À travers son folk rêveur, Hannah Ida concilie l’épure acoustique et l’apesanteur synthétique. La Viennoise d’adoption revient ce dimanche sur sa terre natale, avec un concert aux Rotondes en première partie de Bartleby Delicate. Rencontre.

Entre collage pop, psychédélisme folk et rétro, la pochette de Bird of Passage est à votre image. Mais vous, comment définiriez-vous votre musique ?

Hannah Ida : Dreamy-indie-folk-pop, c’est le nom que je donne au genre que je fais. Ma musique est très inspirée par le folk de Scandinavie. L’atmosphère est plutôt calme, il y a des influences du folk, mais aussi de la pop. Cela dit, je n’ai pas envie de rester coincée dans un style, alors j’incorpore des éléments du jazz ou de la musique minimale. Quand on a commencé avec Florian van Kooy, mon acolyte, on ne savait pas trop où aller; nous faisions de la pop classique. On s’est ensuite éloignés du son mainstream, pour se rapprocher de ce que je jouais en live.

Dans vos chansons, il y a de la guitare mais aussi du synthétiseur, ce qui vous place dans la filiation du folk électronique, à l’instar des disques de Grandaddy, du Trans de Neil Young (1983) ou encore du Digital Ash in a Digital Urn de Bright Eyes (2005).

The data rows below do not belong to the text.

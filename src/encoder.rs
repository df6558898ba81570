use bytes::{Buf, Bytes, BytesMut};
use std::{collections::VecDeque, io, io::Read};

use crate::{part::quote, Boundary, FormFile, Part};

const CRLF: &[u8] = b"\r\n";

/// Serializes the parts of a form lazily, as it is read.
///
/// Headers and field values are rendered one part at a time, file payloads
/// are forwarded from their sources as they are read, so an attachment is
/// never held in memory as a whole. Each file source is closed once it has
/// been drained.
///
/// Per part the output is:
///
/// ```text
/// --<boundary>\r\n
/// Content-Disposition: form-data; name="<name>"[; filename="<filename>"]\r\n
/// [Content-Type: <type>\r\n]
/// \r\n
/// <payload>\r\n
/// ```
///
/// followed by `--<boundary>--\r\n` after the last part.
#[derive(Debug)]
pub struct Encoder {
    boundary: Boundary,
    parts: VecDeque<Part>,
    pending: VecDeque<Segment>,
    current: Option<Segment>,
    finished: bool,
}

#[derive(Debug)]
enum Segment {
    Bytes(Bytes),
    File(FormFile),
}

impl Encoder {
    pub(crate) fn new(boundary: Boundary, parts: Vec<Part>) -> Self {
        Encoder {
            boundary,
            parts: parts.into(),
            pending: VecDeque::new(),
            current: None,
            finished: false,
        }
    }

    pub fn boundary(&self) -> &Boundary {
        &self.boundary
    }

    /// `multipart/form-data; boundary=<boundary>`
    pub fn content_type(&self) -> String {
        content_type(&self.boundary)
    }

    /// Closes the sources of every file not yet drained. Safe to call more
    /// than once.
    pub fn close(&mut self) {
        let segments = self.current.iter_mut().chain(self.pending.iter_mut());
        for segment in segments {
            if let Segment::File(ref mut file) = *segment {
                file.close();
            }
        }

        self.parts.iter_mut().for_each(Part::close);
    }

    /// Moves the next segment into `current`. Returns false once everything,
    /// including the closing delimiter, has been handed out.
    fn advance(&mut self) -> bool {
        if let Some(segment) = self.pending.pop_front() {
            self.current = Some(segment);
            return true;
        }

        match self.parts.pop_front() {
            Some(Part::Field { name, value }) => {
                let mut buf = self.head(&name, None);
                buf.extend_from_slice(value.as_bytes());
                buf.extend_from_slice(CRLF);
                self.current = Some(Segment::Bytes(buf.freeze()));
            }

            Some(Part::File { name, file }) => {
                let head = self.head(&name, Some(&file));
                self.current = Some(Segment::Bytes(head.freeze()));
                self.pending.push_back(Segment::File(file));
                self.pending.push_back(Segment::Bytes(Bytes::from_static(CRLF)));
            }

            None if !self.finished => {
                log::trace!("Writing closing delimiter for boundary {}", self.boundary);

                let mut buf = BytesMut::with_capacity(self.boundary.as_str().len() + 6);
                buf.extend_from_slice(&self.boundary.delimiter());
                buf.extend_from_slice(b"--");
                buf.extend_from_slice(CRLF);
                self.current = Some(Segment::Bytes(buf.freeze()));
                self.finished = true;
            }

            None => return false,
        }

        true
    }

    fn head(&self, name: &str, file: Option<&FormFile>) -> BytesMut {
        let mut buf = BytesMut::with_capacity(128);

        buf.extend_from_slice(&self.boundary.delimiter());
        buf.extend_from_slice(CRLF);
        buf.extend_from_slice(b"Content-Disposition: form-data; name=");
        buf.extend_from_slice(quote(name).as_bytes());

        if let Some(file) = file {
            buf.extend_from_slice(b"; filename=");
            buf.extend_from_slice(quote(file.filename()).as_bytes());
            buf.extend_from_slice(CRLF);
            buf.extend_from_slice(b"Content-Type: ");
            buf.extend_from_slice(file.content_type().as_ref().as_bytes());
        }

        buf.extend_from_slice(CRLF);
        buf.extend_from_slice(CRLF);
        buf
    }
}

impl Read for Encoder {
    fn read(&mut self, buf: &mut [u8]) -> io::Result<usize> {
        if buf.is_empty() {
            return Ok(0);
        }

        loop {
            let n = match self.current {
                Some(Segment::Bytes(ref mut bs)) => {
                    let n = bs.len().min(buf.len());
                    buf[..n].copy_from_slice(&bs[..n]);
                    bs.advance(n);
                    n
                }
                Some(Segment::File(ref mut file)) => file.read(buf)?,
                None => {
                    if self.advance() {
                        continue;
                    }
                    return Ok(0);
                }
            };

            if n > 0 {
                return Ok(n);
            }

            // Segment drained.
            if let Some(Segment::File(mut file)) = self.current.take() {
                log::trace!("Forwarded file {:?}", file.filename());
                file.close();
            }
        }
    }
}

pub(crate) fn content_type(boundary: &Boundary) -> String {
    format!("multipart/form-data; boundary={}", boundary.param_value())
}
//! Blocking multipart/form-data bodies for `http` messages.
//!
//! A [`FormBody`] is built from fields and files, or parsed from an inbound
//! message, and encoded lazily when attached to an outbound one.
//!
//! ```
//! use form_multipart::{FormBody, FormFile, MultipartBuilder, MultipartMessage};
//!
//! let form = FormBody::new()
//!     .with_field("field", "foo")
//!     .with_file("file", FormFile::from_bytes("foo.txt", mime::TEXT_PLAIN, "content"));
//!
//! let req = http::Request::post("/upload").form_body(form).unwrap();
//! let parsed = req.into_form_body().unwrap();
//!
//! assert_eq!(Some("foo"), parsed.field("field"));
//! assert_eq!(Some("foo.txt"), parsed.file("file").map(|f| f.filename()));
//! ```

mod error;
pub use error::Error;

mod boundary;
pub use boundary::Boundary;

mod source;
pub use source::FileSource;

mod part;
pub use part::{FormFile, Part};

mod encoder;
pub use encoder::Encoder;

pub mod parser;
pub use parser::Parser;

mod header_map;
pub use header_map::{boundary_from_headers, HeaderMap};

mod multipart;
pub use multipart::{FormBody, MultipartBuilder, MultipartMessage};
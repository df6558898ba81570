use std::fmt;

use crate::Error;

/// RFC 2046 caps a boundary at 70 characters.
const MAX_BOUNDARY_LEN: usize = 70;

/// The delimiter token separating the parts of a form.
#[derive(Debug, Clone, PartialEq, Eq, Hash)]
pub struct Boundary(String);

impl Boundary {
    /// Validates a caller chosen boundary.
    pub fn new<S: Into<String>>(token: S) -> Result<Self, Error> {
        let token = token.into();

        if token.is_empty() || token.len() > MAX_BOUNDARY_LEN {
            return Err(Error::invalid_boundary(format!(
                "length must be between 1 and {}, got {}",
                MAX_BOUNDARY_LEN,
                token.len()
            )));
        }

        if let Some(c) = token.chars().find(|c| !is_bchar(*c)) {
            return Err(Error::invalid_boundary(format!(
                "character {:?} is not allowed",
                c
            )));
        }

        if token.ends_with(' ') {
            return Err(Error::invalid_boundary("must not end with a space"));
        }

        Ok(Boundary(token))
    }

    /// A fresh random boundary, built from a v4 UUID.
    pub fn generate() -> Self {
        Boundary(uuid::Uuid::new_v4().to_string())
    }

    pub fn as_str(&self) -> &str {
        &self.0
    }

    /// The opening delimiter, `--<boundary>`.
    pub(crate) fn delimiter(&self) -> Vec<u8> {
        let mut d = Vec::with_capacity(self.0.len() + 2);
        d.extend_from_slice(b"--");
        d.extend_from_slice(self.0.as_bytes());
        d
    }

    /// The boundary as a Content-Type parameter value, quoted when it holds
    /// characters a bare token cannot carry.
    pub(crate) fn param_value(&self) -> String {
        if self.0.chars().all(is_token_char) {
            self.0.clone()
        } else {
            format!("\"{}\"", self.0)
        }
    }
}

impl fmt::Display for Boundary {
    fn fmt(&self, f: &mut fmt::Formatter) -> fmt::Result {
        f.write_str(&self.0)
    }
}

impl AsRef<str> for Boundary {
    fn as_ref(&self) -> &str {
        &self.0
    }
}

fn is_bchar(c: char) -> bool {
    c.is_ascii_alphanumeric()
        || matches!(
            c,
            '\'' | '(' | ')' | '+' | '_' | ',' | '-' | '.' | '/' | ':' | '=' | '?' | ' '
        )
}

fn is_token_char(c: char) -> bool {
    is_bchar(c) && !matches!(c, '(' | ')' | ',' | '/' | ':' | '=' | '?' | ' ')
}

#[cfg(test)]
mod tests {

    use super::*;

    #[test]
    fn generated_boundaries_are_valid_and_unique() {
        let a = Boundary::generate();
        let b = Boundary::generate();

        assert_ne!(a, b);
        assert!(Boundary::new(a.as_str()).is_ok());
    }

    #[test]
    fn rejects_bad_tokens() {
        let too_long = "x".repeat(71);
        let tests = ["", "ends with space ", "quote\"d", "semi;colon", too_long.as_str()];

        for token in &tests {
            assert!(Boundary::new(*token).is_err(), "accepted {:?}", token);
        }
    }

    #[test]
    fn quotes_param_only_when_needed() {
        assert_eq!("bob", Boundary::new("bob").unwrap().param_value());
        assert_eq!(
            "\"simple boundary\"",
            Boundary::new("simple boundary").unwrap().param_value()
        );
    }

    #[test]
    fn delimiter_is_prefixed() {
        assert_eq!(b"--bob".to_vec(), Boundary::new("bob").unwrap().delimiter());
    }
}
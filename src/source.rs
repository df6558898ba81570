use bytes::{Buf, Bytes, BytesMut};
use std::{fmt, io, io::Read};

/// Byte source of a file part.
///
/// A source is either live, reading from a caller supplied reader, or buffered
/// in memory. Closing drops the underlying reader and may be done any number
/// of times, by any owner; only the first close has an effect.
pub struct FileSource {
    state: State,
}

enum State {
    Live(Box<dyn Read + Send>),
    Buffered(Bytes),
    Closed,
}

impl FileSource {
    pub fn new<R>(reader: R) -> Self
    where
        R: Read + Send + 'static,
    {
        FileSource {
            state: State::Live(Box::new(reader)),
        }
    }

    pub fn from_bytes<B: Into<Bytes>>(bs: B) -> Self {
        FileSource {
            state: State::Buffered(bs.into()),
        }
    }

    pub fn is_closed(&self) -> bool {
        matches!(self.state, State::Closed)
    }

    pub fn is_buffered(&self) -> bool {
        matches!(self.state, State::Buffered(_))
    }

    /// Releases the underlying reader. Closing a closed source is a no-op.
    pub fn close(&mut self) {
        if let State::Closed = self.state {
            return;
        }

        log::trace!("Closing file source");
        self.state = State::Closed;
    }

    /// Pulls whatever is left of a live source into memory, closing the live
    /// reader, and returns the unread bytes. The source keeps serving them.
    pub fn buffer(&mut self) -> io::Result<Bytes> {
        match self.state {
            State::Buffered(ref bs) => Ok(bs.clone()),
            State::Closed => Err(closed_error()),
            State::Live(ref mut reader) => {
                let mut buf = Vec::new();
                reader.read_to_end(&mut buf)?;

                log::trace!("Buffered {} bytes of a live file source", buf.len());

                let bs = Bytes::from(buf);
                self.state = State::Buffered(bs.clone());
                Ok(bs)
            }
        }
    }
}

impl Read for FileSource {
    fn read(&mut self, buf: &mut [u8]) -> io::Result<usize> {
        match self.state {
            State::Live(ref mut reader) => reader.read(buf),
            State::Buffered(ref mut bs) => {
                let n = bs.len().min(buf.len());
                buf[..n].copy_from_slice(&bs[..n]);
                bs.advance(n);
                Ok(n)
            }
            State::Closed => Err(closed_error()),
        }
    }
}

impl From<Bytes> for FileSource {
    fn from(bs: Bytes) -> Self {
        FileSource::from_bytes(bs)
    }
}

impl From<BytesMut> for FileSource {
    fn from(bs: BytesMut) -> Self {
        FileSource::from_bytes(bs.freeze())
    }
}

impl fmt::Debug for FileSource {
    fn fmt(&self, f: &mut fmt::Formatter) -> fmt::Result {
        match self.state {
            State::Live(_) => f.write_str("FileSource(live)"),
            State::Buffered(ref bs) => write!(f, "FileSource(buffered, {} bytes)", bs.len()),
            State::Closed => f.write_str("FileSource(closed)"),
        }
    }
}

fn closed_error() -> io::Error {
    io::Error::new(io::ErrorKind::Other, "read from a closed file source")
}
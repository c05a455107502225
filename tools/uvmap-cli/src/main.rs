//! uvmap - command line front end for the UV mapping lab
//!
//! # Commands
//!
//! - `uvmap texture` - Write the diagnostic grid texture as PNG
//! - `uvmap project` - Project a primitive and dump its UV buffers as JSON
//! - `uvmap summary` - Print the mode indicator and axis roles
//!
//! # Usage
//!
//! ```bash
//! # Reference texture
//! uvmap texture --output grid.png
//!
//! # Spherical projection around Y on the sphere, tiled twice, no repeat
//! uvmap project --shape sphere --projection spherical --axis y --tiling 2 --no-repeat
//!
//! # Same settings from a saved control state
//! uvmap project --config state.json --output uvs.json
//! ```
//!
//! Set `RUST_LOG=debug` for per-recomputation logging.

mod args;
mod project;
mod summary;
mod texture;

use anyhow::Result;
use clap::{Parser, Subcommand};

/// uvmap - UV projection lab tools
#[derive(Parser)]
#[command(name = "uvmap")]
#[command(about = "Inspect UV projections and the diagnostic texture")]
#[command(version)]
struct Cli {
    #[command(subcommand)]
    command: Commands,
}

#[derive(Subcommand)]
enum Commands {
    /// Write the diagnostic grid texture as PNG
    Texture(texture::TextureArgs),

    /// Project a primitive and dump its UV buffers as JSON
    Project(project::ProjectArgs),

    /// Print the mode indicator and axis roles
    Summary(summary::SummaryArgs),
}

fn main() -> Result<()> {
    env_logger::Builder::from_env(env_logger::Env::default().default_filter_or("info")).init();

    let cli = Cli::parse();

    match cli.command {
        Commands::Texture(args) => texture::execute(args),
        Commands::Project(args) => project::execute(args),
        Commands::Summary(args) => summary::execute(args),
    }
}

#[cfg(test)]
mod tests {
    use super::*;
    use clap::CommandFactory;

    #[test]
    fn cli_definition_is_valid() {
        Cli::command().debug_assert();
    }

    #[test]
    fn parses_project_flags() {
        let cli = Cli::try_parse_from([
            "uvmap",
            "project",
            "--shape",
            "sphere",
            "--projection",
            "Spherical",
            "--offset-y",
            "-1.5",
            "--tiling",
            "3",
            "--no-repeat",
        ])
        .unwrap();
        let Commands::Project(args) = cli.command else {
            panic!("expected project command");
        };
        let config = args.config.resolve().unwrap();
        assert_eq!(config.shape, uvmap_projection::Shape::Sphere);
        assert_eq!(config.projection, uvmap_projection::Projection::Spherical);
        assert_eq!(config.offset_y, -1.5);
        assert_eq!(config.tiling, 3);
        assert!(!config.repeat_texture);
    }

    #[test]
    fn rejects_unknown_projection() {
        assert!(Cli::try_parse_from(["uvmap", "project", "--projection", "conical"]).is_err());
    }

    #[test]
    fn rejects_out_of_range_tiling() {
        assert!(Cli::try_parse_from(["uvmap", "project", "--tiling", "11"]).is_err());
        assert!(Cli::try_parse_from(["uvmap", "project", "--tiling", "0"]).is_err());
    }
}
//! # Configuration Constants
//!
//! Centralized constants for the UV mapping pipeline. Primitive sizes,
//! tessellation, projection normalization and texture layout are defined
//! here.
//!
//! ## Categories
//!
//! - **Precision**: Floating-point comparison tolerances
//! - **Primitives**: Cube and sphere dimensions and segment counts
//! - **Projection**: Normalization constants shared by the UV formulas
//! - **Limits**: UI bounds for offsets and tiling
//! - **Texture**: Diagnostic grid size, palette and label style

// =============================================================================
// PRECISION CONSTANTS
// =============================================================================

/// Epsilon for floating-point comparisons.
///
/// # Example
///
/// ```rust
/// use config::constants::EPSILON;
///
/// fn approximately_equal(a: f64, b: f64) -> bool {
///     (a - b).abs() < EPSILON
/// }
///
/// assert!(approximately_equal(0.5, 0.5 + 1e-13));
/// ```
pub const EPSILON: f64 = 1e-10;

// =============================================================================
// PRIMITIVE CONSTANTS
// =============================================================================

/// Edge length of the generated cube.
///
/// The cube is axis-aligned and centered, so its faces sit at ±1.
///
/// # Example
///
/// ```rust
/// use config::constants::CUBE_SIZE;
///
/// let half = CUBE_SIZE / 2.0;
/// assert_eq!(half, 1.0);
/// ```
pub const CUBE_SIZE: f64 = 2.0;

/// Grid segments per cube edge.
///
/// High enough that curvature-based projections (spherical, cylindrical)
/// produce smooth gradients across the flat faces.
///
/// # Example
///
/// ```rust
/// use config::constants::CUBE_SEGMENTS;
///
/// // Each face is an independent (segments + 1)^2 vertex grid
/// let per_face = (CUBE_SEGMENTS + 1) * (CUBE_SEGMENTS + 1);
/// assert_eq!(per_face * 6, 6534);
/// ```
pub const CUBE_SEGMENTS: u32 = 32;

/// Radius of the generated UV-sphere.
///
/// # Example
///
/// ```rust
/// use config::constants::{SPHERE_RADIUS, PLANAR_HALF_EXTENT};
///
/// // The sphere fits inside the planar normalization window
/// assert!(SPHERE_RADIUS < PLANAR_HALF_EXTENT);
/// ```
pub const SPHERE_RADIUS: f64 = 1.2;

/// Longitudinal and latitudinal segments of the UV-sphere.
///
/// # Example
///
/// ```rust
/// use config::constants::SPHERE_SEGMENTS;
///
/// let vertices = (SPHERE_SEGMENTS + 1) * (SPHERE_SEGMENTS + 1);
/// assert_eq!(vertices, 4225);
/// ```
pub const SPHERE_SEGMENTS: u32 = 64;

/// Minimum segment count accepted by the primitive generators.
pub const MIN_SEGMENTS: u32 = 1;

/// Minimum width (longitude) segments for a sphere.
pub const MIN_SPHERE_WIDTH_SEGMENTS: u32 = 3;

/// Minimum height (latitude) segments for a sphere.
pub const MIN_SPHERE_HEIGHT_SEGMENTS: u32 = 2;

// =============================================================================
// PROJECTION CONSTANTS
// =============================================================================

/// Half of the planar normalization window.
///
/// Positions are shifted by this amount before being divided by
/// [`PLANAR_EXTENT`], mapping the ±1.5 extent of both primitives into [0, 1]
/// at the origin configuration.
///
/// # Example
///
/// ```rust
/// use config::constants::{PLANAR_EXTENT, PLANAR_HALF_EXTENT};
///
/// assert_eq!((-PLANAR_HALF_EXTENT + PLANAR_HALF_EXTENT) / PLANAR_EXTENT, 0.0);
/// assert_eq!((PLANAR_HALF_EXTENT + PLANAR_HALF_EXTENT) / PLANAR_EXTENT, 1.0);
/// ```
pub const PLANAR_HALF_EXTENT: f64 = 1.5;

/// Full width of the planar normalization window.
pub const PLANAR_EXTENT: f64 = 3.0;

/// Longitude assigned to points lying exactly on a spherical projection pole.
///
/// `atan2(0, 0)` carries no direction, so poles resolve to the middle of
/// the texture instead of depending on the sign of zero.
///
/// # Example
///
/// ```rust
/// use config::constants::POLE_U;
///
/// assert_eq!(POLE_U, 0.5);
/// ```
pub const POLE_U: f64 = 0.5;

// =============================================================================
// LIMIT CONSTANTS (control surface bounds)
// =============================================================================

/// Lower bound of the offset sliders.
///
/// # Example
///
/// ```rust
/// use config::constants::{MIN_OFFSET, MAX_OFFSET};
///
/// let requested: f64 = 3.7;
/// assert_eq!(requested.clamp(MIN_OFFSET, MAX_OFFSET), 2.0);
/// ```
pub const MIN_OFFSET: f64 = -2.0;

/// Upper bound of the offset sliders.
pub const MAX_OFFSET: f64 = 2.0;

/// Smallest tiling factor. A factor of zero would collapse every sample
/// coordinate onto the origin.
///
/// # Example
///
/// ```rust
/// use config::constants::{MIN_TILING, MAX_TILING};
///
/// let requested: u32 = 0;
/// assert_eq!(requested.clamp(MIN_TILING, MAX_TILING), 1);
/// ```
pub const MIN_TILING: u32 = 1;

/// Largest tiling factor offered by the control surface.
pub const MAX_TILING: u32 = 10;

// =============================================================================
// TEXTURE CONSTANTS
// =============================================================================

/// Width and height of the diagnostic texture in pixels.
///
/// # Example
///
/// ```rust
/// use config::constants::{TEXTURE_SIZE, GRID_CELLS};
///
/// assert_eq!(TEXTURE_SIZE % GRID_CELLS, 0);
/// ```
pub const TEXTURE_SIZE: u32 = 1024;

/// Number of cells along each side of the diagnostic grid.
pub const GRID_CELLS: u32 = 8;

/// Row letters, indexed by grid row (top to bottom).
///
/// # Example
///
/// ```rust
/// use config::constants::{ROW_LABELS, GRID_CELLS};
///
/// assert_eq!(ROW_LABELS.len() as u32, GRID_CELLS);
/// assert_eq!(ROW_LABELS[0], 'A');
/// ```
pub const ROW_LABELS: [char; 8] = ['A', 'B', 'C', 'D', 'E', 'F', 'G', 'H'];

/// Cell fill colors (RGBA), selected by the cell pattern index.
///
/// Teal, pale yellow, red and tan: `#4d8076`, `#fceea7`, `#d95d5d`, `#e8ac65`.
pub const GRID_PALETTE: [[u8; 4]; 4] = [
    [0x4d, 0x80, 0x76, 0xff],
    [0xfc, 0xee, 0xa7, 0xff],
    [0xd9, 0x5d, 0x5d, 0xff],
    [0xe8, 0xac, 0x65, 0xff],
];

/// Label text color (`#1f2937`, dark slate).
pub const LABEL_COLOR: [u8; 4] = [0x1f, 0x29, 0x37, 0xff];

/// Pixel scale applied to the 5x7 label glyphs.
///
/// A scale of 8 gives 56 px tall glyphs inside 128 px cells.
///
/// # Example
///
/// ```rust
/// use config::constants::{LABEL_GLYPH_SCALE, TEXTURE_SIZE, GRID_CELLS};
///
/// let cell = TEXTURE_SIZE / GRID_CELLS;
/// assert!(7 * LABEL_GLYPH_SCALE < cell);
/// ```
pub const LABEL_GLYPH_SCALE: u32 = 8;

/// Horizontal gap between the two label glyphs, in glyph pixels.
pub const LABEL_GLYPH_SPACING: u32 = 1;

/// Extra stroke width, in texture pixels, used to embolden label glyphs.
pub const LABEL_BOLD_PX: u32 = 2;

/// Flat color substituted for texture samples outside the unit square when
/// repeat is disabled (pure green, RGBA).
///
/// # Example
///
/// ```rust
/// use config::constants::DIAGNOSTIC_COLOR;
///
/// assert_eq!(DIAGNOSTIC_COLOR, [0, 255, 0, 255]);
/// ```
pub const DIAGNOSTIC_COLOR: [u8; 4] = [0, 255, 0, 255];

// =============================================================================
// HELPER FUNCTIONS
// =============================================================================

/// Maps a position component from the primitive's extent into texture space.
///
/// # Example
///
/// ```rust
/// use config::constants::normalize_extent;
///
/// assert_eq!(normalize_extent(-1.5), 0.0);
/// assert_eq!(normalize_extent(1.5), 1.0);
/// ```
#[inline]
pub fn normalize_extent(value: f64) -> f64 {
    (value + PLANAR_HALF_EXTENT) / PLANAR_EXTENT
}

/// Checks if two f64 values are approximately equal within EPSILON.
///
/// # Example
///
/// ```rust
/// use config::constants::approx_equal;
///
/// assert!(approx_equal(1.0, 1.0 + 1e-11));
/// assert!(!approx_equal(1.0, 1.1));
/// ```
#[inline]
pub fn approx_equal(a: f64, b: f64) -> bool {
    (a - b).abs() < EPSILON
}
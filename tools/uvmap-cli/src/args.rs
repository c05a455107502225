//! Projection flags shared by the `project` and `summary` commands.

use anyhow::{Context, Result};
use clap::Args;
use std::path::PathBuf;
use uvmap_projection::{parse_strict, Axis, Projection, ProjectionConfig, Shape};

/// Flags describing a [`ProjectionConfig`]
///
/// Flags override values loaded from `--config`.
#[derive(Args, Debug, Clone, Default)]
pub struct ConfigArgs {
    /// JSON control state to start from (camelCase fields)
    #[arg(short, long)]
    pub config: Option<PathBuf>,

    /// Primitive: cube or sphere
    #[arg(long, value_parser = parse_strict::<Shape>)]
    pub shape: Option<Shape>,

    /// Projection: planar, box, cylindrical or spherical
    #[arg(short, long, value_parser = parse_strict::<Projection>)]
    pub projection: Option<Projection>,

    /// Axis: x, y or z (ignored by box)
    #[arg(short, long, value_parser = parse_strict::<Axis>)]
    pub axis: Option<Axis>,

    /// Offset added along X (-2 to 2)
    #[arg(long, allow_negative_numbers = true)]
    pub offset_x: Option<f64>,

    /// Offset added along Y (-2 to 2)
    #[arg(long, allow_negative_numbers = true)]
    pub offset_y: Option<f64>,

    /// Offset added along Z (-2 to 2)
    #[arg(long, allow_negative_numbers = true)]
    pub offset_z: Option<f64>,

    /// Texture repetitions (1-10)
    #[arg(short, long, value_parser = clap::value_parser!(u32).range(1..=10))]
    pub tiling: Option<u32>,

    /// Flag out-of-range samples instead of wrapping
    #[arg(long)]
    pub no_repeat: bool,

    /// Interpret axis and offsets Z-up
    #[arg(long)]
    pub blender: bool,
}

impl ConfigArgs {
    /// Builds the configuration, clamped to the control bounds.
    pub fn resolve(&self) -> Result<ProjectionConfig> {
        let mut config = match &self.config {
            Some(path) => {
                let json = std::fs::read_to_string(path)
                    .with_context(|| format!("Failed to read config: {}", path.display()))?;
                ProjectionConfig::from_json(&json)
                    .with_context(|| format!("Failed to parse config: {}", path.display()))?
            }
            None => ProjectionConfig::default(),
        };

        if let Some(shape) = self.shape {
            config.shape = shape;
        }
        if let Some(projection) = self.projection {
            config.projection = projection;
        }
        if let Some(axis) = self.axis {
            config.axis = axis;
        }
        if let Some(x) = self.offset_x {
            config.offset_x = x;
        }
        if let Some(y) = self.offset_y {
            config.offset_y = y;
        }
        if let Some(z) = self.offset_z {
            config.offset_z = z;
        }
        if let Some(tiling) = self.tiling {
            config.tiling = tiling;
        }
        if self.no_repeat {
            config.repeat_texture = false;
        }
        if self.blender {
            config.alternate_convention = true;
        }

        let clamped = config.clamped();
        if clamped != config {
            log::warn!("Offsets or tiling outside the control bounds were clamped");
        }
        Ok(clamped)
    }
}
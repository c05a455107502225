//! # Axis Remapping
//!
//! Translates the user-facing axis and offsets into the primitive's native
//! Y-up frame.

use crate::settings::{Axis, AxisConvention};
use glam::DVec3;

/// Computation axis and native-frame offsets for one recomputation.
#[derive(Debug, Clone, Copy, PartialEq)]
pub struct ResolvedFrame {
    /// Axis the projection formulas operate on.
    pub axis: Axis,
    /// Offset added to every raw position.
    pub offset: DVec3,
}

/// Resolves the computation axis and offsets.
///
/// Under [`AxisConvention::YUp`] both pass through unchanged. Under
/// [`AxisConvention::ZUp`] the Y and Z roles swap: axis Z computes on the
/// native Y axis, axis Y on the native Z axis, and the y and z offsets trade
/// places. X is never affected.
///
/// # Example
///
/// ```rust
/// use uvmap_projection::{resolve_frame, Axis, AxisConvention};
/// use glam::DVec3;
///
/// let frame = resolve_frame(Axis::Z, DVec3::new(0.1, 0.2, 0.3), AxisConvention::ZUp);
/// assert_eq!(frame.axis, Axis::Y);
/// assert_eq!(frame.offset, DVec3::new(0.1, 0.3, 0.2));
/// ```
pub fn resolve_frame(axis: Axis, offsets: DVec3, convention: AxisConvention) -> ResolvedFrame {
    match convention {
        AxisConvention::YUp => ResolvedFrame {
            axis,
            offset: offsets,
        },
        AxisConvention::ZUp => ResolvedFrame {
            axis: swap_up_depth(axis),
            offset: DVec3::new(offsets.x, offsets.z, offsets.y),
        },
    }
}

fn swap_up_depth(axis: Axis) -> Axis {
    match axis {
        Axis::X => Axis::X,
        Axis::Y => Axis::Z,
        Axis::Z => Axis::Y,
    }
}
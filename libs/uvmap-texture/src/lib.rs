//! # UV Map Texture
//!
//! Procedural diagnostic texture: an 8x8 grid of colored cells, each
//! labeled with its row letter and column number, so that stretching,
//! mirroring and seams are readable on a projected surface.
//!
//! ## Example
//!
//! ```rust
//! use uvmap_texture::{cell_label, DiagnosticTexture};
//!
//! let texture = DiagnosticTexture::shared();
//! assert_eq!(texture.size(), 1024);
//! assert_eq!(cell_label(7, 7), "H8");
//! ```

pub mod error;
pub mod font;
pub mod grid;
pub mod texture;

pub use error::{TextureError, TextureResult};
pub use grid::{cell_color, cell_label, cell_pattern, cell_size};
pub use texture::DiagnosticTexture;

Ces sonorités sont dues à ma curiosité. Au début, j’étais avec ma guitare classique; je faisais de la musique en tant que singer-songwriter. Puis j’ai trouvé un petit synthétiseur, avec lequel je pouvais faire un accord et chanter sur ce seul accord. De fil en aiguille, je me suis procuré un omnichord ou encore un pocket piano, des instruments un peu étranges, qui m’ont ouvert le champ des possibles en termes de création.

Vous êtes originaire du Luxembourg, vous vivez à Vienne et un morceau comme White Bird a été écrit après un voyage en voilier en Scandinavie. Êtes-vous inspirée par l’ailleurs ?

C’est intéressant, parce qu’en réalité, je n’aime pas trop voyager. Je suis heureuse quand je me trouve dans un endroit que j’aime. Et là, à vrai dire, je suis heureuse d’être à Vienne, j’ai ce qu’il me faut. Mais je crois que l’on peut voyager autrement, lorsque l’on prend le métro, par exemple : moi, j’aime y observer les inconnus, je peux deviner leurs petits problèmes, j’imagine leur vie. Il s’agit d’un voyage dans l’imagination et dans l’espace.

Beaucoup de géants de la musique classique, comme Schubert, Mahler, Schönberg ou Mozart, viennent d’Autriche : le pays est-il, selon vous, imprégné par ses fantômes ?

Vienne, en tout cas, est emplie de culture. Et ce qui est positif, c’est que cette culture reste accessible à tout le monde. En tant qu’étudiante, je peux aller à un concert en ne déboursant pas plus de huit euros. En revanche, si l’on compare avec le Luxembourg, où il y a un gros focus sur la scène nationale, il est sans doute plus difficile à Vienne de s’intégrer dans une communauté d’artistes ou d’y faire des live.

Il y a tant de beauté dans la mélancolie

J’ai l’opportunité d’être sur une scène, on m’écoute. Alors autant parler…

Vous êtes influencée par Laura Marling ou Alice Phoebe Lou, et il est vrai que le folk compte un grand nombre de chanteuses, de Joan Baez à Vashti Bunyan en passant par Joni Mitchell. Comment analysez-vous votre statut de femme dans la musique ?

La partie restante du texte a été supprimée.